◆ TASK BRIEF ◆
Go through the entries below and copy each line containing the word "from".

┌──

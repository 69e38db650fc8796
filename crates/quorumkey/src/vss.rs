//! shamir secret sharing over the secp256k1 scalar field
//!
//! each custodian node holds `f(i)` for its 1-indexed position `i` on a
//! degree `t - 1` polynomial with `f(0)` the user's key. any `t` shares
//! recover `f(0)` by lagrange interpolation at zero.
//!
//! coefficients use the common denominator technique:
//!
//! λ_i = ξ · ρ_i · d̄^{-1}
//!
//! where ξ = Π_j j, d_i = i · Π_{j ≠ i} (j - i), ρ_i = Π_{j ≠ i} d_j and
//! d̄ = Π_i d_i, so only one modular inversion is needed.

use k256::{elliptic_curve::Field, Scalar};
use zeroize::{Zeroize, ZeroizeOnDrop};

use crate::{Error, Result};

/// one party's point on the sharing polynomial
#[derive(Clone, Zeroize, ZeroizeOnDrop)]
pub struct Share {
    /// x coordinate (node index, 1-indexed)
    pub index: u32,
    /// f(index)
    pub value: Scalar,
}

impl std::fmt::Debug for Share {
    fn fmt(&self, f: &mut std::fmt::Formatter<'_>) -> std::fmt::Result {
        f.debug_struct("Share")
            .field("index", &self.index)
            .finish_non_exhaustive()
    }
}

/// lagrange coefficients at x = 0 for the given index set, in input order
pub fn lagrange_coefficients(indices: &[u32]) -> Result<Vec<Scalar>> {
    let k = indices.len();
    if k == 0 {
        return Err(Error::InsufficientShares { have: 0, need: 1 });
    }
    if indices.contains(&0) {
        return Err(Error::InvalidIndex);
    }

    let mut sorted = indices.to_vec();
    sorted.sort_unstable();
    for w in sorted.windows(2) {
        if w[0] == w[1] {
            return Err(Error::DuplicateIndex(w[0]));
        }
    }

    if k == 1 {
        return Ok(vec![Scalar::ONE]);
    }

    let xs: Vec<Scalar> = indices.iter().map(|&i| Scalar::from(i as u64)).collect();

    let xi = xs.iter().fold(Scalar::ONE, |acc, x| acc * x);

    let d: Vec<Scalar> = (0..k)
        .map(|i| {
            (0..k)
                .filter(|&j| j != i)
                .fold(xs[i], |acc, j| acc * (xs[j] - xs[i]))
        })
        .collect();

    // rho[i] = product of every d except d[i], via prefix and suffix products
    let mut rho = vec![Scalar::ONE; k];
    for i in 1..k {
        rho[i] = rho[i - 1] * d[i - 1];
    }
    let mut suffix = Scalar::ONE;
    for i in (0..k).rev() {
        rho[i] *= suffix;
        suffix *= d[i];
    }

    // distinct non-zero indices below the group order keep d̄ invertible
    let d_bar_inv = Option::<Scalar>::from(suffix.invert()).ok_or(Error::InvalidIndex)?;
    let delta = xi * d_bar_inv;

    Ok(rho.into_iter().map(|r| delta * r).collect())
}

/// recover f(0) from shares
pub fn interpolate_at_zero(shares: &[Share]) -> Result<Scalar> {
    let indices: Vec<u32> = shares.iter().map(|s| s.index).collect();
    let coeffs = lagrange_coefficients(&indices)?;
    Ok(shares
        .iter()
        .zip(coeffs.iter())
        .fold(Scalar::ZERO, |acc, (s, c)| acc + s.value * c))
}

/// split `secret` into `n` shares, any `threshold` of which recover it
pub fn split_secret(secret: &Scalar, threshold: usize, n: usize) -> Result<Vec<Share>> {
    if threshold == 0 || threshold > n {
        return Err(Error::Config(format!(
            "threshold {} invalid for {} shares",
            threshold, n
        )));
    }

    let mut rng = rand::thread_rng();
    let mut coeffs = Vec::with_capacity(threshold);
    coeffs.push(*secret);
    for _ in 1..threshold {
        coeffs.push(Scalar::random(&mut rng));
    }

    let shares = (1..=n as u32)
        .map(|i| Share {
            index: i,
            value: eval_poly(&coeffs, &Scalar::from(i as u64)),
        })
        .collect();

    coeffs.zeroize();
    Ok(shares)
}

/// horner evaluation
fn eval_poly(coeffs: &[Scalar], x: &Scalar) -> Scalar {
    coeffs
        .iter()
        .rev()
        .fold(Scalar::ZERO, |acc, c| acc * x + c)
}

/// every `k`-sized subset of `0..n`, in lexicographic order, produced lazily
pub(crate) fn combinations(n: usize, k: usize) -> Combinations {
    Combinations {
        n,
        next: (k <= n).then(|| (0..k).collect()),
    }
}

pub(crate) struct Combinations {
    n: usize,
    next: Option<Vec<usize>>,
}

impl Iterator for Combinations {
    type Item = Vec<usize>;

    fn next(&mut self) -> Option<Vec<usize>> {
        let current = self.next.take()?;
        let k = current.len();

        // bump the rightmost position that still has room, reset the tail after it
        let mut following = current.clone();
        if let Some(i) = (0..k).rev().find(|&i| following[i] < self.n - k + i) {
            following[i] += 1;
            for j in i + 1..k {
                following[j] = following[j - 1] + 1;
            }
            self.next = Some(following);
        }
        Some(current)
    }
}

└──

◆ WRITTEN REPLY ◆
    let xs: Vec<Scalar> = indices.iter().map(|&i| Scalar::from(i as u64)).collect();
    let d_bar_inv = Option::<Scalar>::from(suffix.invert()).ok_or(Error::InvalidIndex)?;
/// recover f(0) from shares
            value: eval_poly(&coeffs, &Scalar::from(i as u64)),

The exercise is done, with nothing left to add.